Stored items
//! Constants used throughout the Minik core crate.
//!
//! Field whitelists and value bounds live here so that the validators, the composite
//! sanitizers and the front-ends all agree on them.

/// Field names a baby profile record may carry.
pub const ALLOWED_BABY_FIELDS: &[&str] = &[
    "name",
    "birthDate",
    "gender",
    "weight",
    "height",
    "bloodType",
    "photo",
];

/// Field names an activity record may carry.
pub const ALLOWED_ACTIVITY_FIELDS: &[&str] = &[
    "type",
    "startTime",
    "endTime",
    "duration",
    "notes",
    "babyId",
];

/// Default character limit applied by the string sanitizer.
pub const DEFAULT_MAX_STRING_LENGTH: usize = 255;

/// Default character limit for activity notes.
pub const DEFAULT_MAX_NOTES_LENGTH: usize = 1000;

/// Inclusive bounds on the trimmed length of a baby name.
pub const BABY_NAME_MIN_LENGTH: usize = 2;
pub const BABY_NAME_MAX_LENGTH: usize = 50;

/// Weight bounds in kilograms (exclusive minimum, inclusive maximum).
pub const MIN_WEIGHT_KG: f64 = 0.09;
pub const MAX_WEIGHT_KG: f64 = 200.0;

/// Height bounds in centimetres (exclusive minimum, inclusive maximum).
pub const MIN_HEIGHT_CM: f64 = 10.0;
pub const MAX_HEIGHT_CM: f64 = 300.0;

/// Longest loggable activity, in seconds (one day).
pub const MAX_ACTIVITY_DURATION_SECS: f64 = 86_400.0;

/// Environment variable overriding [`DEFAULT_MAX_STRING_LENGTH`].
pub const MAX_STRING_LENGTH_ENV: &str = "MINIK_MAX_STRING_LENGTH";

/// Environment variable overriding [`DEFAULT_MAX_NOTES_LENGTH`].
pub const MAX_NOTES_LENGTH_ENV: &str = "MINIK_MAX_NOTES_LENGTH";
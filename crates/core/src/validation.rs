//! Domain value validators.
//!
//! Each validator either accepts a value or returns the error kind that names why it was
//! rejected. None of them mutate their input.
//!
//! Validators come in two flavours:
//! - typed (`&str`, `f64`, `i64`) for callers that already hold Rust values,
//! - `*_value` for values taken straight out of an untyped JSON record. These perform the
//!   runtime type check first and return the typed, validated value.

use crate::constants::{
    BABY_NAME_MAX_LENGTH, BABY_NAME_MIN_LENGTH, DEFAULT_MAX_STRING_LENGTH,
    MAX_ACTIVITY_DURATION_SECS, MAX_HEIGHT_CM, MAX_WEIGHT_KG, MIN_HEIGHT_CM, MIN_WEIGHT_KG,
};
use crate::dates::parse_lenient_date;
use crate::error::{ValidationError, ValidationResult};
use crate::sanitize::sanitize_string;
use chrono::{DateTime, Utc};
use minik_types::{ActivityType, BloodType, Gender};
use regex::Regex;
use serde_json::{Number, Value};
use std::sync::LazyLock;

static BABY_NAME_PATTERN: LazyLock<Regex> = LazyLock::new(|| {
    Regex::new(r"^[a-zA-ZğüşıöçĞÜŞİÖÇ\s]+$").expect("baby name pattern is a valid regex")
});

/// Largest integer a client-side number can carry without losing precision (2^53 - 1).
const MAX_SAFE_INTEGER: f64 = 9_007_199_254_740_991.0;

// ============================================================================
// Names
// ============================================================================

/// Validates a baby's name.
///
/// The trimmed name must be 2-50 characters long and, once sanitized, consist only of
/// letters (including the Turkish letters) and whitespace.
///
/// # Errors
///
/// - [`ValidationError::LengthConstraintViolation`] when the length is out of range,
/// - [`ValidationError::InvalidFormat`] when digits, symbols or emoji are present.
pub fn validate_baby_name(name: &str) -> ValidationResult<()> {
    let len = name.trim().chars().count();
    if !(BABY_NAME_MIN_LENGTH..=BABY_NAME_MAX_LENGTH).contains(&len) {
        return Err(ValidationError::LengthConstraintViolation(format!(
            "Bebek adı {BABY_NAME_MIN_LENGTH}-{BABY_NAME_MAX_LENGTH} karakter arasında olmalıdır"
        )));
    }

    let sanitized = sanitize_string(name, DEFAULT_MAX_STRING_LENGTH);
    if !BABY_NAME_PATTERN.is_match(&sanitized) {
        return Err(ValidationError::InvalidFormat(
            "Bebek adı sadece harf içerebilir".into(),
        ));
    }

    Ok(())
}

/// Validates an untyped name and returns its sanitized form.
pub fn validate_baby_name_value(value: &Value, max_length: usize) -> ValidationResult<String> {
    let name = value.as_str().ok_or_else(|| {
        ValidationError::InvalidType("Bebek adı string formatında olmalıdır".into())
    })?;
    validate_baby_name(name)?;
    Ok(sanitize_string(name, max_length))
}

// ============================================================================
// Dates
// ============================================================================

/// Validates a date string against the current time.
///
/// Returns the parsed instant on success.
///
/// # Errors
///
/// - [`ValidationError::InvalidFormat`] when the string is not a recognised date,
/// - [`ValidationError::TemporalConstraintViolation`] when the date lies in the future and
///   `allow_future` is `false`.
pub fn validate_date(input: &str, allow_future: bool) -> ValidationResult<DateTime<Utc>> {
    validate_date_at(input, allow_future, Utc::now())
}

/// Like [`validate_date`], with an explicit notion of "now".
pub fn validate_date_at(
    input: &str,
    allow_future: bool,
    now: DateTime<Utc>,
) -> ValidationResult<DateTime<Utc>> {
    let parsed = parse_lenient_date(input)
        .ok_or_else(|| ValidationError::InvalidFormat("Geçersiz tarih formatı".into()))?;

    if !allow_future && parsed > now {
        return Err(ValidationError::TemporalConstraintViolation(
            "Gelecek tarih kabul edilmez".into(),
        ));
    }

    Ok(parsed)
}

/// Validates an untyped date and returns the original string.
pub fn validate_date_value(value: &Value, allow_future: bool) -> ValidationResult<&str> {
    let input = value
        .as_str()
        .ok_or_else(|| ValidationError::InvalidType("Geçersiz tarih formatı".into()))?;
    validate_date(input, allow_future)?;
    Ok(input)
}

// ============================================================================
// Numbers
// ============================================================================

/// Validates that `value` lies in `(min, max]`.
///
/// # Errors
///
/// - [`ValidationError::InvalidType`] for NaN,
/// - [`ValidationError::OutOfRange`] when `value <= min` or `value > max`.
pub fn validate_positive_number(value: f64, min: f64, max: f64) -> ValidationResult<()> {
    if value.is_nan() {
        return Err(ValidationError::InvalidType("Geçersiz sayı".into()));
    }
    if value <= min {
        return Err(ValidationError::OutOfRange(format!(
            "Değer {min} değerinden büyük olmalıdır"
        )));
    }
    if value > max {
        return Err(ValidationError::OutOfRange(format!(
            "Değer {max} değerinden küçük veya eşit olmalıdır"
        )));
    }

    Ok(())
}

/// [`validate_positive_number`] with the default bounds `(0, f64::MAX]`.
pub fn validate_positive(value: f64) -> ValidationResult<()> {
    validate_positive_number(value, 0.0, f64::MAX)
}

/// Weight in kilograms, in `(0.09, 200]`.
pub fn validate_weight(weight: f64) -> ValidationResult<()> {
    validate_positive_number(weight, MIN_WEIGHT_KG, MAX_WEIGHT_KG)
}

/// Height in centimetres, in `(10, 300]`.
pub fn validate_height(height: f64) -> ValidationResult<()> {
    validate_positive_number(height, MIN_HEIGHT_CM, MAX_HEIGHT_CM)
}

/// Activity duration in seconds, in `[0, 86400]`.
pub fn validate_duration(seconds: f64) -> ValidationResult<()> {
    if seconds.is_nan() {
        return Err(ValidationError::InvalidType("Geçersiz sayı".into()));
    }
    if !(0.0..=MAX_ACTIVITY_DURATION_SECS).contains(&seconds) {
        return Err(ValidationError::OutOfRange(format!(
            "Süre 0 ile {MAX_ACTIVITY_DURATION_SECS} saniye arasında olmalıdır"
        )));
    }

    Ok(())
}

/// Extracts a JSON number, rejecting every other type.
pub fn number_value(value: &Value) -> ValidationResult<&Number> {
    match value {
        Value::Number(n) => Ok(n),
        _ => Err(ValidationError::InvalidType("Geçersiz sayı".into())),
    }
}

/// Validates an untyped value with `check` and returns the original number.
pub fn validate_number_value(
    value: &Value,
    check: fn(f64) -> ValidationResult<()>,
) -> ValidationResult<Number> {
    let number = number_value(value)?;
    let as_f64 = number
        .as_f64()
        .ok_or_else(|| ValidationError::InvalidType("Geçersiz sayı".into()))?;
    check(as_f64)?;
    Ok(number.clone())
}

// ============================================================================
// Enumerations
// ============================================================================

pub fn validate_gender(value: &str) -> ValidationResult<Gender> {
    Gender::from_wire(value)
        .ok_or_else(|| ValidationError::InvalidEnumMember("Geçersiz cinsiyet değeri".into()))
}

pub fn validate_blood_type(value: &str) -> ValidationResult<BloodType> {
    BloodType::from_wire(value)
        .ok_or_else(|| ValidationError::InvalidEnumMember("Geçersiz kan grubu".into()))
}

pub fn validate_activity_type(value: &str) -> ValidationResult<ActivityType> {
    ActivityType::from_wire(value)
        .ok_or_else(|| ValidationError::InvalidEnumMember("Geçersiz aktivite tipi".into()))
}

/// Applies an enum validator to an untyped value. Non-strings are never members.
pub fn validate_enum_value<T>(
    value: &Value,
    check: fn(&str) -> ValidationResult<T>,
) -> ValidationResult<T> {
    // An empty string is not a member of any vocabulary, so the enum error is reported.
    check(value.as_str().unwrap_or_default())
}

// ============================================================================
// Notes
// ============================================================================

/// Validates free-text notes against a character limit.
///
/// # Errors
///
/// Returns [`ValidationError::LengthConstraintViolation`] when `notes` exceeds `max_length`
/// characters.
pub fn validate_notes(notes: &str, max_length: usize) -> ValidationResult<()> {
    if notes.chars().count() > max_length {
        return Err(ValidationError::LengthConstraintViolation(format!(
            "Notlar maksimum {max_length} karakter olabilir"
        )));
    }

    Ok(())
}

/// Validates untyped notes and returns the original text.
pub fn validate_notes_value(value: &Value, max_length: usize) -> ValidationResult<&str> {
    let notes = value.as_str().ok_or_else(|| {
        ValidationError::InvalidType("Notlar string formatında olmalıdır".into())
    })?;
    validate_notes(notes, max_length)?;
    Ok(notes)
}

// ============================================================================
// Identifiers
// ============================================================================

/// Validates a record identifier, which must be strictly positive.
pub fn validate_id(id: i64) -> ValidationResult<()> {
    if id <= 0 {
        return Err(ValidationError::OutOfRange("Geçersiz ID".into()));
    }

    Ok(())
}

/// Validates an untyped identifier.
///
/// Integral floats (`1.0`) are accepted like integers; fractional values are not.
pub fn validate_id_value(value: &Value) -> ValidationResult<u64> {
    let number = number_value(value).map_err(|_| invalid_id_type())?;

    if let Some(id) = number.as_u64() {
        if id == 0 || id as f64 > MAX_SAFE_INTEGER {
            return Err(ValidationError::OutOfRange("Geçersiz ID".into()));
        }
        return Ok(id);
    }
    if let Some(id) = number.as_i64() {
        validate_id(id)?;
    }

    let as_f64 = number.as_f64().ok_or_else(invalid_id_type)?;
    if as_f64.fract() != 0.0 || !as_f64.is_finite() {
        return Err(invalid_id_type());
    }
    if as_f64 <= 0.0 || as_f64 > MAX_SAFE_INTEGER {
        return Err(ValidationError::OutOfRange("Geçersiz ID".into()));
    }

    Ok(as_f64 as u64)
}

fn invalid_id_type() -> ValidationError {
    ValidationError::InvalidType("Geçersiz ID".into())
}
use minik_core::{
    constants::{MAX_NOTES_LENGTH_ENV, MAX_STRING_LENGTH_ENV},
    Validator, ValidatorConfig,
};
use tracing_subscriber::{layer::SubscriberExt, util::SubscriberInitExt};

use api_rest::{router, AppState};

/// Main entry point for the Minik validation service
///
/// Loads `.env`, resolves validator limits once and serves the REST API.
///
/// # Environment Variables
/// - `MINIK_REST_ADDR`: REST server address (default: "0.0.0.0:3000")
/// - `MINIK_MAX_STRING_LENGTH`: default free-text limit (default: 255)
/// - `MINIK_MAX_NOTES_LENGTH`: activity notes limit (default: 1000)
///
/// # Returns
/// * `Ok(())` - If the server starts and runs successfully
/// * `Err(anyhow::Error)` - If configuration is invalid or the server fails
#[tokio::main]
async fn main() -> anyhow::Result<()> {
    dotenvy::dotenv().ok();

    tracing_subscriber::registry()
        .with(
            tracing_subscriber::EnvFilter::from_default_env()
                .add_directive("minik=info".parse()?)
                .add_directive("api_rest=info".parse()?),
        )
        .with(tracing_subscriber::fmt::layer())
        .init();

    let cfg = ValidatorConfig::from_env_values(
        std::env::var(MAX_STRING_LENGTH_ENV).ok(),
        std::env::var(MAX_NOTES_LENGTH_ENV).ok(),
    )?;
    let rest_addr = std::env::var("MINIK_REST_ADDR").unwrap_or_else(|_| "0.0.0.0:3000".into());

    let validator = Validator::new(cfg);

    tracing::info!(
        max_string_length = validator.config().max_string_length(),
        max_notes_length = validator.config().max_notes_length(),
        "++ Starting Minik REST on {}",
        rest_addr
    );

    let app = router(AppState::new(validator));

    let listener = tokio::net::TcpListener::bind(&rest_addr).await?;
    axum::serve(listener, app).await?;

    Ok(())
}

# [EXERCISE PROMPT]
Your task is to restate, word for word, only those lines above that fall between the line holding "değerinden küçük veya" and the line holding "in kilograms, in", inclusive.

# [EXERCISE RESULT]
            "Değer {max} değerinden küçük veya eşit olmalıdır"
        )));
    }

    Ok(())
}

/// [`validate_positive_number`] with the default bounds `(0, f64::MAX]`.
pub fn validate_positive(value: f64) -> ValidationResult<()> {
    validate_positive_number(value, 0.0, f64::MAX)
}

/// Weight in kilograms, in `(0.09, 200]`.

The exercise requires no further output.